Sunday, April 29th 2012
Harvey's Gonna Get A New Stepfather
Katie Price’s divorce to cross-dressing MMA fighter Roxy Baby isn’t finalized yet, but that hasn’t stopped her from lining up her next ex-husband. Kim Kardashian has handed the whoopin’ stick to Katie Price and now it’s her turn once again to beat at the pile of horse bones dust that is the sanctity of marriage. Katie’s rep told The Sun yesterday that her Argentine boy piece Leandro Penna pooped the question into her ears on Friday night.
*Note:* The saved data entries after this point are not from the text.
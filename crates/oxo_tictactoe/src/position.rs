//! Position enum naming the nine cells of the board.

use crate::error::MoveError;
use serde::{Deserialize, Serialize};
use strum::IntoEnumIterator;
use tracing::instrument;

/// A position on the tic-tac-toe board.
///
/// Positions are the move identifiers of the game. They order by board
/// index, so sorting a set of moves yields ascending positional order.
#[derive(
    Debug,
    Clone,
    Copy,
    PartialEq,
    Eq,
    Hash,
    PartialOrd,
    Ord,
    Serialize,
    Deserialize,
    strum::EnumIter,
)]
pub enum Position {
    /// Top-left (index 0, slot 1)
    TopLeft,
    /// Top-center (index 1, slot 2)
    TopCenter,
    /// Top-right (index 2, slot 3)
    TopRight,
    /// Middle-left (index 3, slot 4)
    MiddleLeft,
    /// Center (index 4, slot 5)
    Center,
    /// Middle-right (index 5, slot 6)
    MiddleRight,
    /// Bottom-left (index 6, slot 7)
    BottomLeft,
    /// Bottom-center (index 7, slot 8)
    BottomCenter,
    /// Bottom-right (index 8, slot 9)
    BottomRight,
}

impl Position {
    /// All 9 positions in board order.
    pub const ALL: [Position; 9] = [
        Position::TopLeft,
        Position::TopCenter,
        Position::TopRight,
        Position::MiddleLeft,
        Position::Center,
        Position::MiddleRight,
        Position::BottomLeft,
        Position::BottomCenter,
        Position::BottomRight,
    ];

    /// Get label for this position (for display).
    pub fn label(&self) -> &'static str {
        match self {
            Position::TopLeft => "Top-left",
            Position::TopCenter => "Top-center",
            Position::TopRight => "Top-right",
            Position::MiddleLeft => "Middle-left",
            Position::Center => "Center",
            Position::MiddleRight => "Middle-right",
            Position::BottomLeft => "Bottom-left",
            Position::BottomCenter => "Bottom-center",
            Position::BottomRight => "Bottom-right",
        }
    }

    /// Converts position to board index (0-8).
    pub fn to_index(self) -> usize {
        self as usize
    }

    /// One-based slot number as typed by a player (1-9).
    pub fn slot(self) -> usize {
        self.to_index() + 1
    }

    /// Creates position from board index.
    pub fn from_index(index: usize) -> Option<Self> {
        Self::ALL.get(index).copied()
    }

    /// Creates position from a one-based slot number.
    ///
    /// # Errors
    ///
    /// Returns [`MoveError::OutOfRange`] unless `slot` is in 1-9.
    #[instrument]
    pub fn from_slot(slot: usize) -> Result<Self, MoveError> {
        slot.checked_sub(1)
            .and_then(Self::from_index)
            .ok_or(MoveError::OutOfRange(slot))
    }

    /// Parse from a slot number (1-9) or a label (case-insensitive).
    #[instrument]
    pub fn from_label_or_number(s: &str) -> Option<Position> {
        let s = s.trim();
        if let Ok(num) = s.parse::<usize>() {
            return Self::from_slot(num).ok();
        }

        Position::iter().find(|pos| pos.label().eq_ignore_ascii_case(s))
    }
}

impl std::fmt::Display for Position {
    fn fmt(&self, f: &mut std::fmt::Formatter<'_>) -> std::fmt::Result {
        write!(f, "{}", self.label())
    }
}
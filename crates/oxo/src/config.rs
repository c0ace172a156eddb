//! Configuration for the oxo shell.

use derive_getters::Getters;
use derive_more::{Display, Error};
use oxo_tictactoe::Player;
use serde::{Deserialize, Serialize};
use std::path::Path;
use tracing::{debug, info, instrument};

/// Config file read when `--config` is not given.
pub const DEFAULT_CONFIG_PATH: &str = "oxo.toml";

/// Shell settings loaded from TOML.
#[derive(Debug, Clone, PartialEq, Eq, Getters, Serialize, Deserialize)]
#[serde(default)]
pub struct OxoConfig {
    /// Marker for the human player; prompted for when unset.
    marker: Option<Player>,

    /// Print solver statistics at the end of each game.
    show_stats: bool,

    /// Games played by `selfplay` when `--games` is not given.
    selfplay_games: u32,
}

impl Default for OxoConfig {
    fn default() -> Self {
        Self {
            marker: None,
            show_stats: false,
            selfplay_games: 1,
        }
    }
}

impl OxoConfig {
    /// Loads configuration from TOML file.
    #[instrument(skip(path), fields(path = %path.as_ref().display()))]
    pub fn from_file(path: impl AsRef<Path>) -> Result<Self, ConfigError> {
        debug!("Loading config from file");
        let content = std::fs::read_to_string(path.as_ref())
            .map_err(|e| ConfigError::new(format!("Failed to read config file: {}", e)))?;

        let config: Self = toml::from_str(&content)
            .map_err(|e| ConfigError::new(format!("Failed to parse config: {}", e)))?;

        info!(?config, "Config loaded successfully");
        Ok(config)
    }

    /// Loads `path` if given, else [`DEFAULT_CONFIG_PATH`] if it exists,
    /// else defaults.
    #[instrument]
    pub fn load(path: Option<&Path>) -> Result<Self, ConfigError> {
        match path {
            Some(path) => Self::from_file(path),
            None if Path::new(DEFAULT_CONFIG_PATH).is_file() => {
                Self::from_file(DEFAULT_CONFIG_PATH)
            }
            None => {
                debug!("No config file, using defaults");
                Ok(Self::default())
            }
        }
    }

    /// Overrides the configured marker.
    pub fn with_marker(mut self, marker: Option<Player>) -> Self {
        if marker.is_some() {
            self.marker = marker;
        }
        self
    }
}

/// Configuration error.
#[derive(Debug, Clone, Display, Error)]
#[display("Config error: {} at {}:{}", message, file, line)]
pub struct ConfigError {
    /// Error message.
    pub message: String,
    /// Line number where error occurred.
    pub line: u32,
    /// Source file where error occurred.
    pub file: &'static str,
}

impl ConfigError {
    /// Creates a new configuration error.
    #[track_caller]
    #[instrument(skip(message))]
    pub fn new(message: String) -> Self {
        let loc = std::panic::Location::caller();
        Self {
            message,
            line: loc.line(),
            file: loc.file(),
        }
    }
}
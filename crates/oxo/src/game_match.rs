//! Game orchestration between two contestants.

use crate::contestants::{Choice, Contestant};
use anyhow::Result;
use oxo_tictactoe::{Board, GameStatus, Player};
use tracing::{debug, info, instrument};

/// How a match ended.
#[derive(Debug, Clone, PartialEq, Eq)]
pub enum MatchOutcome {
    /// Played to a win or a draw.
    Finished {
        /// Final status, never [`GameStatus::InProgress`].
        status: GameStatus,
        /// Final board.
        board: Board,
    },
    /// A contestant quit before the end.
    Abandoned {
        /// Who quit.
        by: Player,
        /// Board at the time.
        board: Board,
    },
}

/// Runs a game between contestants playing X and O.
pub struct Match<'a> {
    board: Board,
    to_move: Player,
    player_x: Box<dyn Contestant + 'a>,
    player_o: Box<dyn Contestant + 'a>,
}

impl<'a> Match<'a> {
    /// Creates a match on an empty board with X to move.
    pub fn new(player_x: Box<dyn Contestant + 'a>, player_o: Box<dyn Contestant + 'a>) -> Self {
        Self {
            board: Board::new(),
            to_move: Player::X,
            player_x,
            player_o,
        }
    }

    /// Starts from `board` with `to_move` next instead of the empty board.
    pub fn starting_from(mut self, board: Board, to_move: Player) -> Self {
        self.board = board;
        self.to_move = to_move;
        self
    }

    /// Current board.
    pub fn board(&self) -> &Board {
        &self.board
    }

    /// Runs the game loop until someone wins, the board fills, or a
    /// contestant quits.
    ///
    /// # Errors
    ///
    /// Fails if a contestant errors or picks an occupied square.
    #[instrument(skip(self), fields(x = self.player_x.name(), o = self.player_o.name()))]
    pub fn run(&mut self) -> Result<MatchOutcome> {
        info!("Starting match");

        while !self.board.is_terminal() {
            let mark = self.to_move;
            let contestant = match mark {
                Player::X => &mut self.player_x,
                Player::O => &mut self.player_o,
            };

            debug!(player = contestant.name(), ?mark, "Waiting for move");
            match contestant.choose_move(&self.board, mark)? {
                Choice::Quit => {
                    info!(?mark, "Contestant quit");
                    return Ok(MatchOutcome::Abandoned {
                        by: mark,
                        board: self.board.clone(),
                    });
                }
                Choice::Play(position) => {
                    self.board
                        .apply_move(mark, position)
                        .map_err(|e| anyhow::anyhow!("{} played illegally: {}", contestant.name(), e))?;
                    debug!(?mark, %position, "Move made");
                }
            }
            self.to_move = mark.opponent();
        }

        let status = self.board.status();
        info!(?status, "Match finished");
        Ok(MatchOutcome::Finished {
            status,
            board: self.board.clone(),
        })
    }
}
//! Core domain types for tic-tac-toe.

use crate::error::MoveError;
use serde::{Deserialize, Serialize};
use std::str::FromStr;
use tracing::instrument;

/// Player in the game.
#[derive(
    Debug,
    Clone,
    Copy,
    PartialEq,
    Eq,
    Hash,
    PartialOrd,
    Ord,
    Serialize,
    Deserialize,
    strum::EnumIter,
    derive_more::Display,
)]
pub enum Player {
    /// Player X (goes first).
    X,
    /// Player O (goes second).
    O,
}

impl Player {
    /// Returns the opponent player.
    pub fn opponent(self) -> Self {
        match self {
            Player::X => Player::O,
            Player::O => Player::X,
        }
    }

    /// Character used for this player's mark on the board.
    pub fn symbol(self) -> char {
        match self {
            Player::X => 'X',
            Player::O => 'O',
        }
    }
}

impl FromStr for Player {
    type Err = MoveError;

    /// Parses a player marker, ignoring case and surrounding whitespace.
    ///
    /// # Errors
    ///
    /// Returns [`MoveError::IllegalPlayer`] for anything other than `X` or `O`.
    #[instrument]
    fn from_str(s: &str) -> Result<Self, Self::Err> {
        match s.trim().to_ascii_uppercase().as_str() {
            "X" => Ok(Player::X),
            "O" => Ok(Player::O),
            _ => Err(MoveError::IllegalPlayer(s.trim().to_string())),
        }
    }
}

/// A square on the tic-tac-toe board.
#[derive(Debug, Clone, Copy, PartialEq, Eq, Hash, Default, Serialize, Deserialize)]
pub enum Square {
    /// Empty square.
    #[default]
    Empty,
    /// Square occupied by a player.
    Occupied(Player),
}

impl Square {
    /// Returns the occupying player, if any.
    pub fn player(self) -> Option<Player> {
        match self {
            Square::Empty => None,
            Square::Occupied(p) => Some(p),
        }
    }
}

/// Current status of the game.
#[derive(Debug, Clone, Copy, PartialEq, Eq, Serialize, Deserialize, derive_more::Display)]
pub enum GameStatus {
    /// Game is ongoing.
    #[display("in progress")]
    InProgress,
    /// Game ended in a win.
    #[display("{} wins", _0)]
    Won(Player),
    /// Game ended in a draw.
    #[display("draw")]
    Draw,
}

impl GameStatus {
    /// Whether the game has ended.
    pub fn is_over(self) -> bool {
        !matches!(self, GameStatus::InProgress)
    }
}

/// Outcome of a finished game from one player's point of view.
///
/// Variants are declared worst-first so the derived ordering ranks
/// `Loss < Draw < Win`.
#[derive(
    Debug, Clone, Copy, PartialEq, Eq, Hash, PartialOrd, Ord, Serialize, Deserialize,
)]
pub enum Score {
    /// The player lost.
    Loss,
    /// Nobody won.
    Draw,
    /// The player won.
    Win,
}

impl Score {
    /// Signed value in `{-1, 0, 1}`.
    pub fn value(self) -> i8 {
        match self {
            Score::Loss => -1,
            Score::Draw => 0,
            Score::Win => 1,
        }
    }
}

impl std::ops::Neg for Score {
    type Output = Score;

    /// Flips perspective to the opponent.
    fn neg(self) -> Score {
        match self {
            Score::Loss => Score::Win,
            Score::Draw => Score::Draw,
            Score::Win => Score::Loss,
        }
    }
}

impl std::fmt::Display for Score {
    fn fmt(&self, f: &mut std::fmt::Formatter<'_>) -> std::fmt::Result {
        write!(f, "{:+}", self.value())
    }
}
//! Draw detection logic for tic-tac-toe.

use super::win::check_winner;
use crate::{Board, Square};
use tracing::instrument;

/// Checks if the board is full (all squares occupied).
#[instrument(level = "trace")]
pub fn is_full(board: &Board) -> bool {
    board.squares().iter().all(|s| *s != Square::Empty)
}

/// A full board with no winner is a draw.
#[instrument(level = "trace")]
pub fn is_draw(board: &Board) -> bool {
    is_full(board) && check_winner(board).is_none()
}
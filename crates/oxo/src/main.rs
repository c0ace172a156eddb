//! oxo - play tic-tac-toe against a bot that never loses.

use anyhow::Result;
use clap::Parser;
use oxo::{Cli, Command, OxoConfig};
use std::io;
use tracing::info;
use tracing_subscriber::EnvFilter;

fn main() -> Result<()> {
    // Load .env file
    dotenvy::dotenv().ok();

    let cli = Cli::parse();

    tracing_subscriber::fmt()
        .with_env_filter(
            EnvFilter::try_from_default_env().unwrap_or_else(|_| EnvFilter::new("warn")),
        )
        .with_writer(io::stderr)
        .init();

    let config = OxoConfig::load(cli.config.as_deref())?;
    info!(?config, "Starting oxo");

    match cli.command {
        Command::Play { marker } => {
            let config = config.with_marker(marker);
            oxo::play(io::stdin().lock(), io::stdout().lock(), &config)?;
        }
        Command::Selfplay { games, opening } => {
            oxo::selfplay(io::stdout().lock(), &config, games, opening)?;
        }
        Command::Analyze {
            board,
            player,
            json,
        } => {
            oxo::analyze(io::stdout().lock(), &board, player, json)?;
        }
    }

    Ok(())
}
Since Katie will only say no to the questions “Your skin is starting to bubble, do you think you should get out of the tanning bed now?” and “Can we fuck without the cameras just this once?“, she said YES! It’s a wonderful day for Katie’s divorce lawyer (he can put a down payment on that country house now) and Thelma Madine (who obviously makes all of Katie’s cotton candy queef wedding dresses). Katie’s rep had this to say about her latest engagement:
“It’s true — they are engaged. Leandro proposed to Katie while they were away skiing recently — and she said yes. They told her children but had intended to keep it secret for a while. No wedding arrangements have been made and they are both quite relaxed about that for the time being.”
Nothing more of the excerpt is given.